地下牢、メッチャ気になるけど聖女に用はなさそうだ。
間違って入れられても聖女なら簡単に出られる。
迎賓館も(短い距離しか通ってないが)大通りも千年宮も特に緊張感もなく、軽く会釈して通り過ぎる人々の表情も明るい雰囲気なので平和で安定した国なのだろうと思った。

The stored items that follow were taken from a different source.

//! This module provides the evaluation core of the interpreter.
//!
//! It folds a program over an environment, one operation at a time. Every
//! operation produces a fresh environment, so each intermediate state can be
//! kept around and inspected.

mod arith;
pub mod evaluator;

pub use arith::BinaryEval;
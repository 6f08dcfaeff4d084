//! Pickle Interpreter
//!
//! Evaluates the built-in reference program and reports the final environment.

use clap::Parser;
use pickle::{Environment, Evaluator, demo};
use std::process::ExitCode;
use tracing::{error, info};

#[derive(Debug, Parser)]
#[command(version, about = "Evaluator for the pickle intermediate representation")]
struct Args {
    /// Print the program before evaluating it
    #[arg(long)]
    dump_program: bool,

    /// Log the environment produced by every operation
    #[arg(long)]
    trace: bool,

    /// Leave out the trailing operation that reads an unbound name
    #[arg(long)]
    no_error_op: bool,
}

fn main() -> ExitCode {
    let log_level = std::env::var("PICKLE_LOG").unwrap_or_else(|_| "info".to_string());

    tracing_subscriber::fmt().with_env_filter(log_level).init();

    let args = Args::parse();
    let program = demo::reference_program(!args.no_error_op);

    if args.dump_program {
        print!("{program}");
    }

    let run = Evaluator::new()
        .with_trace(args.trace)
        .run_with_history(&program, Environment::new());

    println!("{}", run.last_good());

    match (run.failed_at(), run.error()) {
        (Some(location), Some(err)) => {
            error!("Evaluation failed at {}: {}", location, err);
            ExitCode::FAILURE
        }
        _ => {
            info!("Evaluation completed after {} operation(s)", run.steps());
            ExitCode::SUCCESS
        }
    }
}
//! Error types shared by the statement model and the dialect providers.

use std::fmt;

/// Errors raised while selecting a dialect or rendering a statement.
#[derive(Debug, Clone, PartialEq, Eq, thiserror::Error)]
pub enum DialectError {
    /// The dialect cannot express the requested statement and no safe
    /// rewrite exists.
    #[error("{dialect} does not support {capability}")]
    Unsupported {
        /// Short name of the dialect that refused the statement.
        dialect: &'static str,
        /// Human readable description of the missing capability.
        capability: String,
    },

    /// No registered dialect recognises the connected database product.
    #[error("no dialect recognises database product '{product}'")]
    UnknownDatabase {
        /// Product name reported by the connection.
        product: String,
    },

    /// More than one dialect claims the connected database product.
    #[error("database product '{product}' is claimed by several dialects: {}", .candidates.join(", "))]
    AmbiguousDialect {
        /// Product name reported by the connection.
        product: String,
        /// Short names of every dialect that matched.
        candidates: Vec<&'static str>,
    },

    /// A dialect was requested by a name nobody registered.
    #[error("unknown dialect '{name}'")]
    UnknownDialect {
        /// The requested short name.
        name: String,
    },
}

/// A structural problem found before any database access.
#[derive(Debug, Clone, PartialEq, Eq, thiserror::Error)]
#[error("{subject}: {message}")]
pub struct ValidationError {
    /// What was being validated (changeset key, precondition, statement).
    pub subject: String,
    /// What is wrong with it.
    pub message: String,
}

impl ValidationError {
    /// Creates a new validation error.
    pub fn new(subject: impl fmt::Display, message: impl Into<String>) -> Self {
        Self {
            subject: subject.to_string(),
            message: message.into(),
        }
    }
}
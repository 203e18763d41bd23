mod common;

use common::{create_table, create_test_engine, history, insert_row, raw, row_count, CHANGELOG};
use oxide_changelog::prelude::*;

/// A changeset gated on a table that never exists.
fn gated(id: &str, on_fail: OnFail) -> ChangeSet {
    insert_row(id, "people", 10, id).preconditions(
        Preconditions::new(on_fail).condition(Precondition::TableExists {
            table: "missing".into(),
        }),
    )
}

fn with_gate(on_fail: OnFail) -> Vec<ChangeSet> {
    vec![
        create_table("1", "people"),
        gated("2", on_fail),
        insert_row("3", "people", 1, "after"),
    ]
}

#[tokio::test]
async fn test_halt_stops_the_run() {
    let mut engine = create_test_engine().await;
    let report = engine.update(&with_gate(OnFail::Halt)).await.unwrap();

    let halt = match &report.outcome {
        RunOutcome::HaltedOnPrecondition(halt) => halt,
        other => panic!("Expected precondition halt, got {other:?}"),
    };
    assert_eq!(halt.changeset.id, "2");
    assert_eq!(report.counts.failed, 1);
    assert_eq!(report.counts.executed, 1);
    match &halt.error {
        ChangelogError::PreconditionFailure { message, .. } => {
            assert_eq!(message, "Table missing does not exist");
        }
        other => panic!("Unexpected error: {other}"),
    }
    assert_eq!(history(&mut engine).await.len(), 1);
    assert_eq!(row_count(&mut engine, "people").await, 0);
}

#[tokio::test]
async fn test_continue_skips_and_retries_next_run() {
    let mut engine = create_test_engine().await;
    let report = engine.update(&with_gate(OnFail::Continue)).await.unwrap();

    assert!(report.is_success());
    assert_eq!(report.counts.executed, 2);
    assert_eq!(report.counts.skipped.get(&SkipReason::PreconditionFailed), Some(&1));
    assert!(report.warnings.is_empty());

    let ids: Vec<_> = history(&mut engine).await.into_iter().map(|r| r.key.id).collect();
    assert_eq!(ids, vec!["1", "3"]);

    // Still unrecorded, so evaluated again.
    let report = engine.update(&with_gate(OnFail::Continue)).await.unwrap();
    assert_eq!(report.counts.skipped.get(&SkipReason::PreconditionFailed), Some(&1));
}

#[tokio::test]
async fn test_mark_ran_records_without_executing() {
    let mut engine = create_test_engine().await;
    let report = engine.update(&with_gate(OnFail::MarkRan)).await.unwrap();

    assert!(report.is_success());
    assert_eq!(report.counts.mark_ran, 1);
    assert_eq!(report.counts.executed, 2);
    assert_eq!(row_count(&mut engine, "people").await, 1);

    let records = history(&mut engine).await;
    assert_eq!(records[1].key.id, "2");
    assert_eq!(records[1].exec_type, ExecType::MarkRan);
    assert_eq!(records[1].order_executed, 2);

    let report = engine.update(&with_gate(OnFail::MarkRan)).await.unwrap();
    assert_eq!(report.counts.previously_ran, 3);
}

#[tokio::test]
async fn test_warn_skips_with_warning() {
    let mut engine = create_test_engine().await;
    let report = engine.update(&with_gate(OnFail::Warn)).await.unwrap();

    assert!(report.is_success());
    assert_eq!(report.counts.skipped.get(&SkipReason::PreconditionWarned), Some(&1));
    assert_eq!(report.warnings.len(), 1);
    assert!(report.warnings[0].contains("::2::alice"));
    assert!(report.warnings[0].contains("Table missing does not exist"));
    assert_eq!(history(&mut engine).await.len(), 2);
}

#[tokio::test]
async fn test_passing_preconditions_run_the_changeset() {
    let mut engine = create_test_engine().await;
    let changesets = vec![
        create_table("1", "people"),
        insert_row("2", "people", 1, "ada").preconditions(
            Preconditions::new(OnFail::Halt)
                .condition(Precondition::TableExists {
                    table: "people".into(),
                })
                .condition(Precondition::RowCount {
                    table: "people".into(),
                    expected_rows: Some(0),
                })
                .condition(Precondition::ChangesetExecuted {
                    id: "1".into(),
                    author: "alice".into(),
                    path: CHANGELOG.into(),
                })
                .condition(Precondition::Dbms {
                    dbms: "postgresql, sqlite".into(),
                }),
        ),
    ];

    let report = engine.update(&changesets).await.unwrap();
    assert!(report.is_success());
    assert_eq!(report.counts.executed, 2);
}

#[tokio::test]
async fn test_precondition_error_halts_even_under_continue() {
    let mut engine = create_test_engine().await;
    let changesets = vec![insert_row("1", "people", 1, "ada").preconditions(
        Preconditions::new(OnFail::Continue).condition(Precondition::RowCount {
            table: "people".into(),
            expected_rows: Some(0),
        }),
    )];

    let report = engine.update(&changesets).await.unwrap();
    let halt = match &report.outcome {
        RunOutcome::HaltedOnPrecondition(halt) => halt,
        other => panic!("Expected precondition halt, got {other:?}"),
    };
    assert!(matches!(halt.error, ChangelogError::PreconditionError { .. }));
    assert_eq!(report.counts.failed, 1);
    assert!(history(&mut engine).await.is_empty());
}

#[tokio::test]
async fn test_on_fail_message_replaces_reason() {
    let mut engine = create_test_engine().await;
    let changesets = vec![raw("1", "SELECT 1").preconditions(
        Preconditions::new(OnFail::Halt)
            .on_fail_message("people must be migrated first")
            .condition(Precondition::SqlCheck {
                sql: "SELECT 2".into(),
                expected_result: "3".into(),
            }),
    )];

    let report = engine.update(&changesets).await.unwrap();
    let err = report.into_result().unwrap_err();
    assert_eq!(
        err.to_string(),
        "Precondition failed for db/changelog.json::1::alice: people must be migrated first"
    );
}
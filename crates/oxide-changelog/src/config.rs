//! Engine configuration.

use std::time::Duration;

use oxide_changelog_core::TableIdentifier;

/// Default name of the tracking table.
pub const DEFAULT_TRACKING_TABLE: &str = "oxide_changelog";

/// Default name of the lock table.
pub const DEFAULT_LOCK_TABLE: &str = "oxide_changelog_lock";

/// How the lock is waited for.
#[derive(Debug, Clone, PartialEq, Eq)]
pub struct LockConfig {
    /// Give up after this long.
    pub wait_timeout: Duration,
    /// First pause between attempts.
    pub poll_interval: Duration,
    /// Upper bound for the backoff.
    pub max_poll_interval: Duration,
    /// Identity written to the lock row. Defaults to `<hostname> (<pid>)`.
    pub locked_by: Option<String>,
}

impl Default for LockConfig {
    fn default() -> Self {
        Self {
            wait_timeout: Duration::from_secs(5 * 60),
            poll_interval: Duration::from_millis(250),
            max_poll_interval: Duration::from_secs(5),
            locked_by: None,
        }
    }
}

impl LockConfig {
    /// Sets the wait timeout.
    #[must_use]
    pub const fn wait_timeout(mut self, timeout: Duration) -> Self {
        self.wait_timeout = timeout;
        self
    }

    /// Sets the first poll interval.
    #[must_use]
    pub const fn poll_interval(mut self, interval: Duration) -> Self {
        self.poll_interval = interval;
        self
    }

    /// Sets the backoff ceiling.
    #[must_use]
    pub const fn max_poll_interval(mut self, interval: Duration) -> Self {
        self.max_poll_interval = interval;
        self
    }

    /// Sets the identity written to the lock row.
    #[must_use]
    pub fn locked_by(mut self, locked_by: impl Into<String>) -> Self {
        self.locked_by = Some(locked_by.into());
        self
    }
}

/// Configuration for a [`ChangesetEngine`](crate::engine::ChangesetEngine).
#[derive(Debug, Clone, PartialEq, Eq)]
pub struct EngineConfig {
    /// Where applied changesets are recorded.
    pub tracking_table: TableIdentifier,
    /// Where the lock row lives.
    pub lock_table: TableIdentifier,
    /// Lock waiting behaviour.
    pub lock: LockConfig,
    /// Active contexts. Empty runs every changeset.
    pub contexts: Vec<String>,
    /// Treat checksum mismatches as already ran for this run.
    pub ignore_checksum_mismatch: bool,
    /// Value of the `deployed_by` column. Defaults to the lock identity.
    pub deployed_by: Option<String>,
}

impl Default for EngineConfig {
    fn default() -> Self {
        Self {
            tracking_table: TableIdentifier::new(DEFAULT_TRACKING_TABLE),
            lock_table: TableIdentifier::new(DEFAULT_LOCK_TABLE),
            lock: LockConfig::default(),
            contexts: Vec::new(),
            ignore_checksum_mismatch: false,
            deployed_by: None,
        }
    }
}

impl EngineConfig {
    /// Creates the default configuration.
    #[must_use]
    pub fn new() -> Self {
        Self::default()
    }

    /// Sets the tracking table.
    #[must_use]
    pub fn tracking_table(mut self, table: impl Into<TableIdentifier>) -> Self {
        self.tracking_table = table.into();
        self
    }

    /// Sets the lock table.
    #[must_use]
    pub fn lock_table(mut self, table: impl Into<TableIdentifier>) -> Self {
        self.lock_table = table.into();
        self
    }

    /// Places both reserved tables in `schema`.
    #[must_use]
    pub fn schema(mut self, schema: impl Into<String>) -> Self {
        let schema = schema.into();
        self.tracking_table.schema = Some(schema.clone());
        self.lock_table.schema = Some(schema);
        self
    }

    /// Sets the lock configuration.
    #[must_use]
    pub fn lock(mut self, lock: LockConfig) -> Self {
        self.lock = lock;
        self
    }

    /// Adds an active context.
    #[must_use]
    pub fn context(mut self, context: impl Into<String>) -> Self {
        self.contexts.push(context.into());
        self
    }

    /// Adds several active contexts.
    #[must_use]
    pub fn contexts<I, S>(mut self, contexts: I) -> Self
    where
        I: IntoIterator<Item = S>,
        S: Into<String>,
    {
        self.contexts.extend(contexts.into_iter().map(Into::into));
        self
    }

    /// Accepts modified changesets instead of halting.
    #[must_use]
    pub const fn ignore_checksum_mismatch(mut self, ignore: bool) -> Self {
        self.ignore_checksum_mismatch = ignore;
        self
    }

    /// Sets the `deployed_by` value.
    #[must_use]
    pub fn deployed_by(mut self, deployed_by: impl Into<String>) -> Self {
        self.deployed_by = Some(deployed_by.into());
        self
    }
}
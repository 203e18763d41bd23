//! Live database connections.
//!
//! The engine talks to the database through the [`Connection`] trait so the
//! executor does not care which driver sits underneath. [`SqlxConnection`]
//! is the production implementation on top of `sqlx`'s `Any` driver.

use async_trait::async_trait;
use sqlx::AnyConnection;
use sqlx::{Column as _, Connection as _, Row as _, ValueRef as _};
use tracing::debug;

use oxide_changelog_core::{ConnectionMetadata, SqlValue};

use crate::error::Result;

/// Error raised by a driver. Kept opaque so any backend fits.
pub type DriverError = Box<dyn std::error::Error + Send + Sync>;

/// A result row. Column names are stored upper-cased.
#[derive(Debug, Clone, Default, PartialEq)]
pub struct Row {
    columns: Vec<(String, SqlValue)>,
}

impl Row {
    /// Creates an empty row.
    #[must_use]
    pub const fn new() -> Self {
        Self {
            columns: Vec::new(),
        }
    }

    /// Appends a column.
    pub fn push(&mut self, name: &str, value: SqlValue) {
        self.columns.push((name.to_ascii_uppercase(), value));
    }

    /// Looks a column up by name, ignoring case.
    #[must_use]
    pub fn get(&self, name: &str) -> Option<&SqlValue> {
        self.columns
            .iter()
            .find(|(column, _)| column.eq_ignore_ascii_case(name))
            .map(|(_, value)| value)
    }

    /// Text value of a column. NULL and missing columns are `None`.
    #[must_use]
    pub fn get_text(&self, name: &str) -> Option<String> {
        self.get(name).and_then(SqlValue::as_text)
    }

    /// Integer value of a column.
    #[must_use]
    pub fn get_i64(&self, name: &str) -> Option<i64> {
        self.get(name).and_then(SqlValue::as_i64)
    }

    /// Boolean value of a column.
    #[must_use]
    pub fn get_bool(&self, name: &str) -> Option<bool> {
        self.get(name).and_then(SqlValue::as_bool)
    }

    /// The first column's value.
    #[must_use]
    pub fn first(&self) -> Option<&SqlValue> {
        self.columns.first().map(|(_, value)| value)
    }

    /// Column names in result order.
    pub fn column_names(&self) -> impl Iterator<Item = &str> {
        self.columns.iter().map(|(name, _)| name.as_str())
    }

    /// Number of columns.
    #[must_use]
    pub fn len(&self) -> usize {
        self.columns.len()
    }

    /// True when the row has no columns.
    #[must_use]
    pub fn is_empty(&self) -> bool {
        self.columns.is_empty()
    }
}

/// An open connection to the target database.
#[async_trait]
pub trait Connection: Send {
    /// Runs a statement and returns the number of affected rows.
    async fn execute(&mut self, sql: &str) -> std::result::Result<u64, DriverError>;

    /// Runs a query and returns every row.
    async fn query(&mut self, sql: &str) -> std::result::Result<Vec<Row>, DriverError>;

    /// Product identification of the connected database.
    fn metadata(&self) -> &ConnectionMetadata;
}

/// [`Connection`] over `sqlx::AnyConnection` (SQLite, PostgreSQL, MySQL).
pub struct SqlxConnection {
    inner: AnyConnection,
    metadata: ConnectionMetadata,
}

impl std::fmt::Debug for SqlxConnection {
    fn fmt(&self, f: &mut std::fmt::Formatter<'_>) -> std::fmt::Result {
        f.debug_struct("SqlxConnection")
            .field("metadata", &self.metadata)
            .finish_non_exhaustive()
    }
}

impl SqlxConnection {
    /// Connects to `url` and probes product name, version and user.
    pub async fn connect(url: &str) -> Result<Self> {
        sqlx::any::install_default_drivers();
        let inner = AnyConnection::connect(url).await?;
        let product = product_name(inner.backend_name());
        let mut connection = Self {
            inner,
            metadata: ConnectionMetadata::new(product, "").with_url(redact_url(url)),
        };
        connection.metadata.product_version = connection.probe_version().await;
        connection.metadata.username = connection.probe_user().await;
        debug!(
            product = %connection.metadata.product_name,
            version = %connection.metadata.product_version,
            "Connected"
        );
        Ok(connection)
    }

    /// Closes the underlying connection.
    pub async fn close(self) -> Result<()> {
        self.inner.close().await?;
        Ok(())
    }

    async fn probe_version(&mut self) -> String {
        let sql = match self.metadata.product_name.as_str() {
            "SQLite" => "SELECT sqlite_version()",
            "PostgreSQL" => "SELECT current_setting('server_version')",
            _ => "SELECT VERSION()",
        };
        self.scalar_text(sql).await.unwrap_or_default()
    }

    async fn probe_user(&mut self) -> Option<String> {
        match self.metadata.product_name.as_str() {
            "SQLite" => None,
            "MySQL" => self.scalar_text("SELECT CURRENT_USER()").await.map(|user| {
                user.split_once('@')
                    .map_or_else(|| user.clone(), |(name, _)| name.to_string())
            }),
            _ => self.scalar_text("SELECT CAST(CURRENT_USER AS TEXT)").await,
        }
    }

    async fn scalar_text(&mut self, sql: &str) -> Option<String> {
        match self.query(sql).await {
            Ok(rows) => rows.first().and_then(Row::first).and_then(SqlValue::as_text),
            Err(e) => {
                debug!(sql = %sql, error = %e, "Metadata probe failed");
                None
            }
        }
    }
}

#[async_trait]
impl Connection for SqlxConnection {
    async fn execute(&mut self, sql: &str) -> std::result::Result<u64, DriverError> {
        let result = sqlx::Executor::execute(&mut self.inner, sql).await?;
        Ok(result.rows_affected())
    }

    async fn query(&mut self, sql: &str) -> std::result::Result<Vec<Row>, DriverError> {
        let conn = &mut self.inner;
        let rows = sqlx::query(sql).fetch_all(conn).await?;
        let mut result = Vec::with_capacity(rows.len());
        for row in &rows {
            let mut decoded = Row::new();
            for (index, column) in row.columns().iter().enumerate() {
                decoded.push(column.name(), decode_value(row, index)?);
            }
            result.push(decoded);
        }
        Ok(result)
    }

    fn metadata(&self) -> &ConnectionMetadata {
        &self.metadata
    }
}

fn decode_value(row: &sqlx::any::AnyRow, index: usize) -> std::result::Result<SqlValue, DriverError> {
    if row.try_get_raw(index)?.is_null() {
        return Ok(SqlValue::Null);
    }
    if let Ok(value) = row.try_get::<i64, _>(index) {
        return Ok(SqlValue::Integer(value));
    }
    if let Ok(value) = row.try_get::<f64, _>(index) {
        return Ok(SqlValue::Float(value));
    }
    if let Ok(value) = row.try_get::<String, _>(index) {
        return Ok(SqlValue::Text(value));
    }
    if let Ok(value) = row.try_get::<bool, _>(index) {
        return Ok(SqlValue::Boolean(value));
    }
    if let Ok(value) = row.try_get::<Vec<u8>, _>(index) {
        return Ok(SqlValue::Text(String::from_utf8_lossy(&value).into_owned()));
    }
    Err(format!("column {index} has a type that cannot be decoded").into())
}

fn product_name(backend: &str) -> &'static str {
    match backend.to_ascii_lowercase().as_str() {
        "sqlite" => "SQLite",
        "postgresql" | "postgres" => "PostgreSQL",
        "mysql" => "MySQL",
        _ => "Unknown",
    }
}

/// Strips the password from a connection URL.
fn redact_url(url: &str) -> String {
    let Some((scheme, rest)) = url.split_once("://") else {
        return url.to_string();
    };
    let Some((credentials, host)) = rest.split_once('@') else {
        return url.to_string();
    };
    let user = credentials.split_once(':').map_or(credentials, |(user, _)| user);
    format!("{scheme}://{user}@{host}")
}

#[cfg(test)]
mod tests {
    use super::*;

    #[test]
    fn test_row_lookup_ignores_case() {
        let mut row = Row::new();
        row.push("Locked", SqlValue::Integer(1));
        row.push("lockedby", SqlValue::Text("host".into()));
        assert_eq!(row.column_names().collect::<Vec<_>>(), ["LOCKED", "LOCKEDBY"]);
        assert_eq!(row.get_bool("locked"), Some(true));
        assert_eq!(row.get_text("LOCKEDBY").as_deref(), Some("host"));
        assert_eq!(row.get_i64("missing"), None);
        assert_eq!(row.len(), 2);
    }

    #[test]
    fn test_redact_url() {
        assert_eq!(
            redact_url("postgres://app:secret@db:5432/main"),
            "postgres://app@db:5432/main"
        );
        assert_eq!(redact_url("sqlite::memory:"), "sqlite::memory:");
    }

    #[tokio::test]
    async fn test_sqlite_connection() {
        let mut connection = SqlxConnection::connect("sqlite::memory:").await.unwrap();
        assert_eq!(connection.metadata().product_name, "SQLite");
        assert!(!connection.metadata().product_version.is_empty());

        connection
            .execute("CREATE TABLE t (id INTEGER, name TEXT, score REAL)")
            .await
            .unwrap();
        let inserted = connection
            .execute("INSERT INTO t VALUES (1, 'a', 1.5), (2, NULL, NULL)")
            .await
            .unwrap();
        assert_eq!(inserted, 2);

        let rows = connection.query("SELECT id, name, score FROM t ORDER BY id").await.unwrap();
        assert_eq!(rows.len(), 2);
        assert_eq!(rows[0].get_i64("id"), Some(1));
        assert_eq!(rows[0].get_text("name").as_deref(), Some("a"));
        assert_eq!(rows[0].get("score"), Some(&SqlValue::Float(1.5)));
        assert_eq!(rows[1].get("name"), Some(&SqlValue::Null));
    }
}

応接室的なところに案内されて入ると王様と大司教、あとたぶん宰相的な人が待っていた。
「聖女殿、ご足労いただき済まない。
改めて自己紹介をしよう。ジラール王国国王のディオン・ジラールだ。
よろしくたのむ。」
「聖女様、私めは創造神教会の大司教を務めておりますエドモン・レヴィですじゃ。こうしてまたお会いできるとは夢ではなかったのですな。ありがたいことだ。」
「聖女様、私はジラール王国宰相のクロード・バイエです。以後、お見知りおきを。」
「改めまして、創造神より聖女として遣わされました神の子、マユです。
よろしくお願いします。」
自己紹介ともに、それぞれの公式な立場の表明でもある。
大司教は当然のごとく受けとめたが、国王と宰相は少し気遅れしてしまった。
「さあ、座ってくれ。お茶でも飲みながら貴女の今後についてを相談したい。」
メイドさんがお茶を淹れてくれたので口を付けてから話しだす。
「今後の話の前に昨日のおさらいをしましょう。
国王様方が古くからの言い伝えに従って召喚の間で儀式をされた。
それにお父さまが応えて私を造り遣わした。
私には異界の記憶があったのでそのように振る舞い、怖くなって逃げだした。
そこまではよろしいかしら?」
「怖くなって逃げだした?逃げたのか?」
「ええ。あの状況を15才の娘が寝衣のまま突然、大勢の見知らぬ男たちの前に投げだされたと考えていただきたいのですが。」
「ああ成る程。それは悪かった。思い至らずすまない。気の毒なことをした。」
「いいのです。どちかといえばお父さまのせいですから。
私は逃げだす時にはじめて魔法を使いました。見えなくなる魔法です。
このように。」
「!!!」
光学迷彩魔法を発動すると3人は驚きに息を呑む。
すぐに解いて、
「異界の知識をもって魔法を使ったのですが、異界には魔法がありません。
そのかわりに科学という世界に関する知識を極めた学問がありました。
世界を知ること。
どうやらそれが今の人の子に必要なことのようです。
私はそれを知らしめるために造られ遣わされたのでしょう。
その学問を直接教えることは難しいし私の使命ではありません。
私のことを「人の子らが世界を知ることを欲する動機となるもの」と思っていただきましょう。」
と、最も重要な事柄について一気に話した。
話を聞いた3人は一様に呆然としていたが、内心は様々だった。
大司教は恍惚として神の思惑を細大漏らさず聞いていた。
宰相は異界の知識による魔法の計り知れない威力について思いを馳せていた。
王様は神の究極的なパワーが王国の統治や国際社会に与えるインパクトを考えて目眩を覚えていた。
3人に共通した感想は「まさに変化を齎す存在!」。